Electroglottograph-Based Speech Emotion Recognition via Cross-Modal Distillation

Lijiang Chen; Jie Ren; Xia Mao; Qi Zhao

doi:10.3390/app12094338

Applied Sciences (Apr 2022)

Electroglottograph-Based Speech Emotion Recognition via Cross-Modal Distillation

Lijiang Chen,
Jie Ren,
Xia Mao,
Qi Zhao

Affiliations

Lijiang Chen: School of Electronic and Information Engineering, Beihang University, No. 37 Xueyuan Road, Haidian District, Beijing 100191, China
Jie Ren: School of Electronic and Information Engineering, Beihang University, No. 37 Xueyuan Road, Haidian District, Beijing 100191, China
Xia Mao: School of Electronic and Information Engineering, Beihang University, No. 37 Xueyuan Road, Haidian District, Beijing 100191, China
Qi Zhao: School of Electronic and Information Engineering, Beihang University, No. 37 Xueyuan Road, Haidian District, Beijing 100191, China

DOI: https://doi.org/10.3390/app12094338
Journal volume & issue: Vol. 12, no. 9
p. 4338

Abstract

Read online

Speech emotion recognition (SER) is an important component of emotion computation and signal processing.
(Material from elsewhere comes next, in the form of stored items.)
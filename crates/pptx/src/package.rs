//! In-memory OPC package: every ZIP part held as bytes.

use lyric_core::{Error, Result};
use std::io::{Cursor, Read, Seek, Write};
use zip::write::FileOptions;
use zip::{CompressionMethod, ZipArchive, ZipWriter};

/// Part name of the content types stream.
pub const CONTENT_TYPES_PART: &str = "[Content_Types].xml";

/// A named part of the package.
#[derive(Debug, Clone)]
struct Part {
    name: String,
    data: Vec<u8>,
}

/// All parts of a presentation package, in archive order.
#[derive(Debug, Clone, Default)]
pub struct Package {
    parts: Vec<Part>,
}

impl Package {
    /// Create an empty package.
    pub fn new() -> Self {
        Self::default()
    }

    /// Read every part of a ZIP archive into memory.
    pub fn from_reader<R: Read + Seek>(reader: R) -> Result<Self> {
        let mut archive = ZipArchive::new(reader)
            .map_err(|e| Error::ZipError(format!("Failed to open ZIP: {}", e)))?;

        let mut package = Self::new();
        for index in 0..archive.len() {
            let mut file = archive
                .by_index(index)
                .map_err(|e| Error::ZipError(format!("Failed to read entry {}: {}", index, e)))?;
            if file.is_dir() {
                continue;
            }

            let name = file.name().to_string();
            let mut data = Vec::with_capacity(file.size() as usize);
            file.read_to_end(&mut data)
                .map_err(|e| Error::ZipError(format!("Failed to read '{}': {}", name, e)))?;
            package.set_part(name, data);
        }

        log::debug!("Loaded package with {} parts", package.parts.len());
        Ok(package)
    }

    /// Whether a part exists.
    pub fn contains(&self, name: &str) -> bool {
        self.parts.iter().any(|p| p.name == name)
    }

    /// Raw bytes of a part.
    pub fn part(&self, name: &str) -> Option<&[u8]> {
        self.parts
            .iter()
            .find(|p| p.name == name)
            .map(|p| p.data.as_slice())
    }

    /// A part decoded as UTF-8 XML. Missing parts are a malformed package.
    pub fn xml_part(&self, name: &str) -> Result<String> {
        let data = self
            .part(name)
            .ok_or_else(|| Error::MalformedPackage(format!("missing part '{}'", name)))?;
        String::from_utf8(data.to_vec())
            .map_err(|e| Error::MalformedPackage(format!("part '{}' is not UTF-8: {}", name, e)))
    }

    /// Insert or replace a part.
    pub fn set_part(&mut self, name: impl Into<String>, data: impl Into<Vec<u8>>) {
        let name = name.into();
        let data = data.into();
        match self.parts.iter_mut().find(|p| p.name == name) {
            Some(part) => part.data = data,
            None => self.parts.push(Part { name, data }),
        }
    }

    /// Names of all parts, in archive order.
    pub fn part_names(&self) -> impl Iterator<Item = &str> {
        self.parts.iter().map(|p| p.name.as_str())
    }

    /// Serialize the package as a ZIP archive, content types first.
    pub fn to_bytes(&self) -> Result<Vec<u8>> {
        let mut writer = ZipWriter::new(Cursor::new(Vec::new()));
        let options = FileOptions::default().compression_method(CompressionMethod::Deflated);

        let ordered = self
            .parts
            .iter()
            .filter(|p| p.name == CONTENT_TYPES_PART)
            .chain(self.parts.iter().filter(|p| p.name != CONTENT_TYPES_PART));

        for part in ordered {
            writer
                .start_file(part.name.as_str(), options)
                .map_err(|e| Error::ZipError(format!("Failed to add '{}': {}", part.name, e)))?;
            writer.write_all(&part.data)?;
        }

        let cursor = writer
            .finish()
            .map_err(|e| Error::ZipError(format!("Failed to finish archive: {}", e)))?;
        Ok(cursor.into_inner())
    }
}

/// Resolve a relationship target against the part that owns the relationship.
pub fn resolve_target(source_part: &str, target: &str) -> String {
    if let Some(absolute) = target.strip_prefix('/') {
        return absolute.to_string();
    }

    let mut segments: Vec<&str> = source_part.split('/').collect();
    segments.pop();
    for segment in target.split('/') {
        match segment {
            "" | "." => {}
            ".." => {
                segments.pop();
            }
            s => segments.push(s),
        }
    }
    segments.join("/")
}

/// Relative reference from one part to another, as stored in `.rels` files.
pub fn relative_target(from_part: &str, to_part: &str) -> String {
    let from_dir: Vec<&str> = from_part
        .rsplit_once('/')
        .map(|(dir, _)| dir.split('/').collect())
        .unwrap_or_default();
    let to: Vec<&str> = to_part.split('/').collect();

    let common = from_dir
        .iter()
        .zip(to.iter())
        .take_while(|(a, b)| a == b)
        .count();

    let mut segments: Vec<&str> = vec![".."; from_dir.len() - common];
    segments.extend(&to[common..]);
    segments.join("/")
}

/// Name of the relationships part for `part`.
pub fn rels_part_for(part: &str) -> String {
    match part.rsplit_once('/') {
        Some((dir, file)) => format!("{}/_rels/{}.rels", dir, file),
        None => format!("_rels/{}.rels", part),
    }
}

#[cfg(test)]
mod tests {
    use super::*;

    #[test]
    fn test_resolve_target() {
        assert_eq!(
            resolve_target(
                "ppt/slideMasters/slideMaster1.xml",
                "../slideLayouts/slideLayout1.xml"
            ),
            "ppt/slideLayouts/slideLayout1.xml"
        );
        assert_eq!(
            resolve_target("ppt/presentation.xml", "slides/slide1.xml"),
            "ppt/slides/slide1.xml"
        );
        assert_eq!(
            resolve_target("ppt/presentation.xml", "/ppt/theme/theme1.xml"),
            "ppt/theme/theme1.xml"
        );
        assert_eq!(resolve_target("", "ppt/presentation.xml"), "ppt/presentation.xml");
    }

    #[test]
    fn test_relative_target() {
        assert_eq!(
            relative_target("ppt/slides/slide3.xml", "ppt/slideLayouts/slideLayout6.xml"),
            "../slideLayouts/slideLayout6.xml"
        );
        assert_eq!(
            relative_target("ppt/presentation.xml", "ppt/slides/slide3.xml"),
            "slides/slide3.xml"
        );
    }

    #[test]
    fn test_rels_part_for() {
        assert_eq!(
            rels_part_for("ppt/slides/slide1.xml"),
            "ppt/slides/_rels/slide1.xml.rels"
        );
        assert_eq!(
            rels_part_for("ppt/presentation.xml"),
            "ppt/_rels/presentation.xml.rels"
        );
    }

    #[test]
    fn test_zip_round_trip_puts_content_types_first() {
        let mut package = Package::new();
        package.set_part("ppt/presentation.xml", "<p:presentation/>");
        package.set_part(CONTENT_TYPES_PART, "<Types/>");

        let bytes = package.to_bytes().unwrap();
        assert_eq!(&bytes[0..4], &[0x50, 0x4B, 0x03, 0x04]);

        let reread = Package::from_reader(Cursor::new(bytes)).unwrap();
        let names: Vec<&str> = reread.part_names().collect();
        assert_eq!(names, vec![CONTENT_TYPES_PART, "ppt/presentation.xml"]);
        assert_eq!(
            reread.xml_part("ppt/presentation.xml").unwrap(),
            "<p:presentation/>"
        );
    }

    #[test]
    fn test_missing_part_is_malformed() {
        let package = Package::new();
        assert!(matches!(
            package.xml_part("ppt/presentation.xml"),
            Err(Error::MalformedPackage(_))
        ));
    }
}
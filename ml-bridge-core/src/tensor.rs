//! Dense tensor implementation for tensor-domain stages
//!
//! Tensors are contiguous, row-major and own their storage. Elements are
//! `bytemuck::Pod` values so the storage can be viewed as raw bytes without
//! copying.

use std::fmt;

use bytemuck::Pod;

use crate::dtype::DType;
use crate::error::{Error, Result};

/// Trait for types that can be stored in tensors
pub trait TensorType: Pod + Send + Sync + 'static {
    /// Tensor data type of this element
    const DTYPE: DType;

    /// Wrap a vector of elements as tensor storage
    fn into_data(values: Vec<Self>) -> TensorData;

    /// View tensor storage as a slice of this element type
    fn view(data: &TensorData) -> Option<&[Self]>;
}

macro_rules! impl_tensor_type {
    ($ty:ty, $variant:ident) => {
        impl TensorType for $ty {
            const DTYPE: DType = DType::$variant;

            fn into_data(values: Vec<Self>) -> TensorData {
                TensorData::$variant(values)
            }

            fn view(data: &TensorData) -> Option<&[Self]> {
                match data {
                    TensorData::$variant(values) => Some(values),
                    _ => None,
                }
            }
        }
    };
}

impl_tensor_type!(u8, UInt8);
impl_tensor_type!(i32, Int32);
impl_tensor_type!(i64, Int64);
impl_tensor_type!(f32, Float32);
impl_tensor_type!(f64, Float64);

/// Typed element storage of a tensor
#[derive(Debug, Clone, PartialEq)]
pub enum TensorData {
    /// Booleans stored as 0/1 bytes
    Bool(Vec<u8>),

    /// 8-bit unsigned integers
    UInt8(Vec<u8>),

    /// 32-bit signed integers
    Int32(Vec<i32>),

    /// 64-bit signed integers
    Int64(Vec<i64>),

    /// 32-bit floats
    Float32(Vec<f32>),

    /// 64-bit floats
    Float64(Vec<f64>),
}
//! Batched iteration over a dataset through a bridge plan

use std::fmt;
use std::sync::atomic::{AtomicU64, Ordering};
use std::sync::Arc;

use rand::rngs::StdRng;
use rand::seq::SliceRandom;
use rand::SeedableRng;
use tracing::{debug, info, instrument};
use uuid::Uuid;

use ml_bridge_core::{Batch, Domain, PipelineState, Sample};
use ml_bridge_transforms::{BridgePlan, Pipeline};

#[cfg(feature = "parallel")]
use rayon::prelude::*;

use crate::config::LoaderConfig;
use crate::dataset::Dataset;
use crate::error::{Error, Result};

/// Statistics from loader execution
#[derive(Debug, Clone, Copy, Default, PartialEq, Eq)]
pub struct LoaderStats {
    /// Samples read from the dataset and prepared
    pub samples_loaded: u64,

    /// Batches handed out
    pub batches_emitted: u64,
}

#[derive(Default)]
struct Counters {
    samples: AtomicU64,
    batches: AtomicU64,
}

/// Loads batches from a dataset
///
/// Each batch is built by reading its samples, running the sample pipeline on
/// every one of them (across worker threads when more than one is
/// configured), collating with the configured strategy and running the batch
/// pipeline on the result. Sample order within a batch always follows the
/// index order, whatever the worker count.
pub struct DataLoader {
    dataset: Arc<dyn Dataset>,
    plan: BridgePlan,
    config: LoaderConfig,
    seed: u64,
    run_id: Uuid,
    counters: Counters,
    #[cfg(feature = "parallel")]
    pool: Option<rayon::ThreadPool>,
}

impl DataLoader {
    /// Create a loader, collating with the strategy named in `config`
    ///
    /// The plan is validated against the dataset's layout with array-domain
    /// data, so ordering mistakes surface here rather than mid-epoch.
    pub fn new(
        dataset: Arc<dyn Dataset>,
        sample_pipeline: Pipeline,
        batch_pipeline: Pipeline,
        config: LoaderConfig,
    ) -> Result<Self> {
        config.validate()?;
        let entry = PipelineState {
            layout: dataset.layout(),
            domain: Domain::Array,
        };
        let plan = BridgePlan::new(entry, sample_pipeline, config.collator(), batch_pipeline)?;
        Self::from_plan(dataset, plan, config)
    }

    /// Create a loader from an assembled plan
    ///
    /// The plan's collation strategy must match `config.collation`.
    pub fn from_plan(
        dataset: Arc<dyn Dataset>,
        plan: BridgePlan,
        config: LoaderConfig,
    ) -> Result<Self> {
        config.validate()?;
        let strategy = plan.collator().strategy();
        if strategy != config.collation {
            return Err(Error::InvalidConfig(format!(
                "plan collates with {strategy:?} but the configuration selects {:?}",
                config.collation
            )));
        }

        let seed = config.seed.unwrap_or_else(rand::random);
        let run_id = Uuid::new_v4();

        #[cfg(feature = "parallel")]
        let pool = {
            let workers = config.worker_count();
            if workers > 1 {
                let pool = rayon::ThreadPoolBuilder::new()
                    .num_threads(workers)
                    .thread_name(|i| format!("ml-bridge-worker-{i}"))
                    .build()
                    .map_err(|e| Error::InvalidConfig(format!("cannot start {workers} workers: {e}")))?;
                Some(pool)
            } else {
                None
            }
        };

        info!(
            %run_id,
            samples = dataset.len(),
            batch_size = config.batch_size,
            workers = config.worker_count(),
            collation = ?config.collation,
            "created data loader"
        );

        Ok(Self {
            dataset,
            plan,
            config,
            seed,
            run_id,
            counters: Counters::default(),
            #[cfg(feature = "parallel")]
            pool,
        })
    }

    /// Identifier of this loader, attached to its log events
    pub fn run_id(&self) -> Uuid {
        self.run_id
    }

    /// Loader configuration
    pub fn config(&self) -> &LoaderConfig {
        &self.config
    }

    /// The plan batches go through
    pub fn plan(&self) -> &BridgePlan {
        &self.plan
    }

    /// Number of batches per epoch
    pub fn num_batches(&self) -> usize {
        let len = self.dataset.len();
        let size = self.config.batch_size;
        if self.config.drop_last {
            len / size
        } else {
            len.div_ceil(size)
        }
    }

    /// Dataset indices of every batch of `epoch`, in order
    ///
    /// With shuffling enabled the order is a permutation drawn from the
    /// loader's seed and the epoch number, so a fixed seed repeats exactly.
    pub fn batch_indices(&self, epoch: u64) -> Vec<Vec<usize>> {
        let mut order: Vec<usize> = (0..self.dataset.len()).collect();
        if self.config.shuffle {
            let mut rng = StdRng::seed_from_u64(self.seed.wrapping_add(epoch));
            order.shuffle(&mut rng);
        }

        let size = self.config.batch_size;
        order
            .chunks(size)
            .filter(|chunk| !self.config.drop_last || chunk.len() == size)
            .map(<[usize]>::to_vec)
            .collect()
    }

    /// Batches of the first epoch
    pub fn batches(&self) -> Batches<'_> {
        self.epoch(0)
    }

    /// Batches of `epoch`
    pub fn epoch(&self, epoch: u64) -> Batches<'_> {
        Batches {
            loader: self,
            chunks: self.batch_indices(epoch).into_iter(),
        }
    }

    /// Build the batch holding the samples at `indices`
    #[instrument(level = "debug", skip_all, fields(run_id = %self.run_id, size = indices.len()))]
    pub fn load_batch(&self, indices: &[usize]) -> Result<Batch> {
        let prepared = self.prepare(indices)?;
        self.counters
            .samples
            .fetch_add(prepared.len() as u64, Ordering::Relaxed);

        let batch = self.plan.finish(prepared)?;
        self.counters.batches.fetch_add(1, Ordering::Relaxed);
        debug!(fields = batch.field_count(), "emitted batch");
        Ok(batch)
    }

    /// Counters since the loader was created
    pub fn stats(&self) -> LoaderStats {
        LoaderStats {
            samples_loaded: self.counters.samples.load(Ordering::Relaxed),
            batches_emitted: self.counters.batches.load(Ordering::Relaxed),
        }
    }

    fn prepare(&self, indices: &[usize]) -> Result<Vec<Sample>> {
        let load = |&index: &usize| -> ml_bridge_core::Result<Sample> {
            self.plan.prepare(self.dataset.get(index)?)
        };

        #[cfg(feature = "parallel")]
        if let Some(pool) = &self.pool {
            let prepared = pool.install(|| {
                indices
                    .par_iter()
                    .map(load)
                    .collect::<ml_bridge_core::Result<Vec<_>>>()
            })?;
            return Ok(prepared);
        }

        Ok(indices
            .iter()
            .map(load)
            .collect::<ml_bridge_core::Result<Vec<_>>>()?)
    }
}

impl fmt::Debug for DataLoader {
    fn fmt(&self, f: &mut fmt::Formatter<'_>) -> fmt::Result {
        f.debug_struct("DataLoader")
            .field("run_id", &self.run_id)
            .field("samples", &self.dataset.len())
            .field("config", &self.config)
            .field("plan", &self.plan)
            .finish_non_exhaustive()
    }
}

/// Iterator over the batches of one epoch
#[derive(Debug)]
pub struct Batches<'a> {
    loader: &'a DataLoader,
    chunks: std::vec::IntoIter<Vec<usize>>,
}

impl Iterator for Batches<'_> {
    type Item = Result<Batch>;

    fn next(&mut self) -> Option<Self::Item> {
        let indices = self.chunks.next()?;
        Some(self.loader.load_batch(&indices))
    }

    fn size_hint(&self) -> (usize, Option<usize>) {
        self.chunks.size_hint()
    }
}

impl ExactSizeIterator for Batches<'_> {}
//! Element data types shared by the array and tensor domains

use std::fmt;

use serde::{Deserialize, Serialize};

/// Element type of an array or tensor
#[derive(Debug, Clone, Copy, PartialEq, Eq, Hash, Serialize, Deserialize)]
#[serde(rename_all = "lowercase")]
pub enum DType {
    /// Boolean (stored as one byte per value in tensors)
    Bool,

    /// 8-bit unsigned integer
    UInt8,

    /// 32-bit signed integer
    Int32,

    /// 64-bit signed integer
    Int64,

    /// 32-bit floating point
    Float32,

    /// 64-bit floating point
    Float64,
}

impl DType {
    /// Get the size of one element in bytes
    pub fn size_bytes(self) -> usize {
        match self {
            DType::Bool | DType::UInt8 => 1,
            DType::Int32 | DType::Float32 => 4,
            DType::Int64 | DType::Float64 => 8,
        }
    }

    /// Check if this type is a floating point type
    pub fn is_float(self) -> bool {
        matches!(self, DType::Float32 | DType::Float64)
    }

    /// Check if this type is an integer type
    pub fn is_integer(self) -> bool {
        matches!(self, DType::UInt8 | DType::Int32 | DType::Int64)
    }

    /// The widest type of the same family
    ///
    /// Integers widen to `Int64`, floats to `Float64`. `Bool` stays `Bool`.
    pub fn widened(self) -> DType {
        match self {
            DType::Bool => DType::Bool,
            DType::UInt8 | DType::Int32 | DType::Int64 => DType::Int64,
            DType::Float32 | DType::Float64 => DType::Float64,
        }
    }
}

impl fmt::Display for DType {
    fn fmt(&self, f: &mut fmt::Formatter<'_>) -> fmt::Result {
        let name = match self {
            DType::Bool => "bool",
            DType::UInt8 => "u8",
            DType::Int32 => "i32",
            DType::Int64 => "i64",
            DType::Float32 => "f32",
            DType::Float64 => "f64",
        };
        f.write_str(name)
    }
}

/// Width used for floating point data when it crosses into the tensor domain
#[derive(Debug, Clone, Copy, Default, PartialEq, Eq, Hash, Serialize, Deserialize)]
#[serde(rename_all = "lowercase")]
pub enum FloatWidth {
    /// Convert floating point data to `Float32`
    #[default]
    F32,

    /// Convert floating point data to `Float64`
    F64,

    /// Keep the width of the source data
    Preserve,
}

impl FloatWidth {
    /// Resolve the target type for data of the given source type
    ///
    /// Non-float types are returned unchanged.
    pub fn target_for(self, source: DType) -> DType {
        if !source.is_float() {
            return source;
        }
        match self {
            FloatWidth::F32 => DType::Float32,
            FloatWidth::F64 => DType::Float64,
            FloatWidth::Preserve => source,
        }
    }
}

#[cfg(test)]
mod tests {
    use super::*;
    use test_case::test_case;

    #[test_case(DType::UInt8, DType::Int64)]
    #[test_case(DType::Int32, DType::Int64)]
    #[test_case(DType::Float32, DType::Float64)]
    #[test_case(DType::Bool, DType::Bool)]
    fn widening(input: DType, expected: DType) {
        assert_eq!(input.widened(), expected);
    }

    #[test_case(FloatWidth::F32, DType::Float64, DType::Float32)]
    #[test_case(FloatWidth::F64, DType::Float32, DType::Float64)]
    #[test_case(FloatWidth::Preserve, DType::Float64, DType::Float64)]
    #[test_case(FloatWidth::F32, DType::Int64, DType::Int64)]
    fn float_width_targets(width: FloatWidth, source: DType, expected: DType) {
        assert_eq!(width.target_for(source), expected);
    }

    #[test]
    fn default_float_width_is_single_precision() {
        assert_eq!(FloatWidth::default(), FloatWidth::F32);
    }
}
Recently, many works have applied abundant acoustic features and complex model architectures to enhance the model’s performance, but these works sacrifice the portability of the model. To address this problem, we propose a model utilizing only the fundamental frequency from electroglottograph (EGG) signals. EGG signals are a sort of physiological signal that can directly reflect the movement of the vocal cord. Under the assumption that different acoustic features share similar representations in the internal emotional state, we propose cross-modal emotion distillation (CMED) to train the EGG-based SER model by transferring robust speech emotion representations from the log-Mel-spectrogram-based model. Utilizing the cross-modal emotion distillation, we achieve an increase of recognition accuracy from 58.98% to 66.80% on the S70 subset of the Chinese Dual-mode Emotional Speech Database (CDESD 7-classes) and 32.29% to 42.71% on the EMO-DB (7-classes) dataset, which shows that our proposed method achieves a comparable result with the human subjective experiment and realizes a trade-off between model complexity and performance.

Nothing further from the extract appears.